What Exactly Are Water Softeners?
Why Would Your Home Need A Water Softener?
Water softeners bring down your water's hardness level into soft water, by reducing the mineral contents of the water. Hard water mainly contains calcium and magnesium, and once in a while bicarbonates and sulfates. Soft water, on the other hand, is the type of water with little to no trace of these hardness minerals.
A water filtering process is used in decreasing the calcium, magnesium, and in some cases smaller amounts of manganese and ferrous iron dissolved in hard water. Your home's water softener is a water treatment system that removes and chemically changes hard water into a soft water.

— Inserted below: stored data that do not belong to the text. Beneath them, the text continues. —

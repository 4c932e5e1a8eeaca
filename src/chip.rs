//! Silicon variant descriptors
//!
//! The S32K1xx parts share one clock architecture but differ in which sources,
//! run modes and peripherals exist. Instead of compiling the drivers once per
//! part, the differences live in a [`Chip`] value handed to
//! [`Clocks::new`](crate::Clocks::new).

use crate::clocks::config::ClockSource;
use crate::clocks::periph::Peripheral;
use crate::hw::RunMode;

/// Maximum core, bus and slow clock frequencies, in Hz. A zero core ceiling
/// means the source can't drive the system clocks in that mode.
#[cfg_attr(feature = "defmt", derive(defmt::Format))]
#[derive(Clone, Copy, Debug, PartialEq, Eq)]
pub struct Ceiling {
    /// Core clock ceiling
    pub core: u32,
    /// Bus clock ceiling
    pub bus: u32,
    /// Slow clock ceiling
    pub slow: u32,
}

impl Ceiling {
    const fn new(core: u32, bus: u32, slow: u32) -> Self {
        Self { core, bus, slow }
    }

    const FORBIDDEN: Ceiling = Ceiling::new(0, 0, 0);

    /// Whether this ceiling allows the source at all
    pub const fn allowed(&self) -> bool {
        self.core != 0
    }
}

/// Per-source table, indexed in [`ClockSource::ALL`] order (SIRC, FIRC, SOSC, SPLL)
pub type CeilingTable = [Ceiling; 4];

const RUN_CEILINGS: CeilingTable = [
    Ceiling::new(80_000_000, 48_000_000, 26_670_000),
    Ceiling::new(80_000_000, 48_000_000, 26_670_000),
    Ceiling::new(80_000_000, 48_000_000, 26_670_000),
    Ceiling::new(80_000_000, 40_000_000, 26_670_000),
];

const VLPR_CEILINGS: CeilingTable = [
    Ceiling::new(4_000_000, 4_000_000, 1_000_000),
    Ceiling::FORBIDDEN,
    Ceiling::FORBIDDEN,
    Ceiling::FORBIDDEN,
];

const HSRUN_CEILINGS: CeilingTable = [
    Ceiling::FORBIDDEN,
    Ceiling::new(112_000_000, 56_000_000, 28_000_000),
    Ceiling::FORBIDDEN,
    Ceiling::new(112_000_000, 56_000_000, 28_000_000),
];

const NO_CEILINGS: CeilingTable = [Ceiling::FORBIDDEN; 4];

cfg_if::cfg_if! {
    if #[cfg(feature = "errata-e10777")] {
        const SYSCLK_POLL_BUDGET: u32 = 10;
    } else {
        const SYSCLK_POLL_BUDGET: u32 = 1;
    }
}

/// Capabilities and limits of one S32K1xx variant
#[derive(Clone, Copy, Debug, PartialEq, Eq)]
pub struct Chip {
    /// Part family name, for logs
    pub name: &'static str,
    /// SPLL present
    pub has_spll: bool,
    /// HSRUN present
    pub has_hsrun: bool,
    /// RUN mode ceilings
    pub run: CeilingTable,
    /// VLPR mode ceilings
    pub vlpr: CeilingTable,
    /// HSRUN mode ceilings
    pub hsrun: CeilingTable,
    /// Attempts to observe a system clock switch in `SCG_CSR`
    pub sysclk_poll_budget: u32,
    /// Attempts to observe `xVLD` after enabling a source, in table order
    pub stabilization: [u32; 4],
    /// Attempts to observe `SMC_PMSTAT` reach a requested run mode
    pub mode_poll_budget: u32,
    /// Frequency of the PMC low power oscillator, in Hz
    pub lpo_freq: u32,
    /// Peripherals this variant lacks
    pub missing_peripherals: &'static [Peripheral],
}

impl Chip {
    /// S32K142/144/146/148
    pub const S32K14X: Chip = Chip {
        name: "S32K14x",
        has_spll: true,
        has_hsrun: true,
        run: RUN_CEILINGS,
        vlpr: VLPR_CEILINGS,
        hsrun: HSRUN_CEILINGS,
        sysclk_poll_budget: SYSCLK_POLL_BUDGET,
        stabilization: [100, 20, 3_205_000, 1000],
        mode_poll_budget: 1000,
        lpo_freq: 128_000,
        missing_peripherals: &[],
    };

    /// S32K116/118
    pub const S32K11X: Chip = Chip {
        name: "S32K11x",
        has_spll: false,
        has_hsrun: false,
        run: RUN_CEILINGS,
        vlpr: VLPR_CEILINGS,
        hsrun: NO_CEILINGS,
        sysclk_poll_budget: SYSCLK_POLL_BUDGET,
        stabilization: [100, 20, 3_205_000, 1000],
        mode_poll_budget: 1000,
        lpo_freq: 128_000,
        missing_peripherals: &[
            Peripheral::FlexCan2,
            Peripheral::Ftm2,
            Peripheral::Ftm3,
            Peripheral::Adc1,
            Peripheral::Pdb1,
            Peripheral::Lpspi2,
            Peripheral::Lpuart2,
            Peripheral::Ewm0,
            Peripheral::PortE,
        ],
    };
}

cfg_if::cfg_if! {
    if #[cfg(feature = "s32k11x")] {
        impl Chip {
            /// The variant selected by the chip feature
            pub const DEFAULT: Chip = Chip::S32K11X;
        }
    } else {
        impl Chip {
            /// The variant selected by the chip feature
            pub const DEFAULT: Chip = Chip::S32K14X;
        }
    }
}

impl Default for Chip {
    fn default() -> Self {
        Chip::DEFAULT
    }
}

impl Chip {
    /// Whether `source` exists on this variant
    pub const fn has_source(&self, source: ClockSource) -> bool {
        match source {
            ClockSource::Spll => self.has_spll,
            _ => true,
        }
    }

    /// Whether `peripheral` exists on this variant
    pub fn has_peripheral(&self, peripheral: Peripheral) -> bool {
        !self.missing_peripherals.contains(&peripheral)
    }

    /// Ceiling for `source` in run mode `mode`
    pub const fn ceiling(&self, mode: RunMode, source: ClockSource) -> Ceiling {
        let table = match mode {
            RunMode::Run => &self.run,
            RunMode::Vlpr => &self.vlpr,
            RunMode::Hsrun => &self.hsrun,
        };
        table[source.index()]
    }

    /// Stabilization poll budget for `source`
    pub const fn stabilization_budget(&self, source: ClockSource) -> u32 {
        self.stabilization[source.index()]
    }
}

Water softeners replace the calcium and magnesium contents in hard water with sodium (water softener salt). Sodium does not accumulate in pipes and also does not react to soap. The function of the water softener allows hard water to enter the water softener where there is a layer of plastic beads, know as "resin" and in some instances, a material known as Zeolite.
The layers of water softener filter media is soaked with sodium ions. Sodium is exchanged with the contents of the hard water, calcium, and magnesium. The resin media layer will be saturated with calcium and magnesium ions. Then the regeneration process follows where water is mixed with high sodium content producing a brine. Sodium ions again replace calcium and magnesium ions, which are washed down the drain.
There are two main types of water softener systems. The first one is the digital electric single tank water softener. This type of a system comes with some setbacks, the soft water supply may run out since the system uses a single tank and it may also require a pump because this type of system needs high water pressure.
The hydraulic twin tank softener is the other softener type. This type ensures a continued supply of soft water for the household. The two tanks do the water softening and regeneration processes alternatively. This way, there will be no chance of running out of soft water supply.
Salt containers (brine tanks) should be refilled regularly. Most softeners do not have salt level indicator; so check the salt level periodically to avoid running out of salt. The softeners operate continuously even without salt, which may result in tank contamination.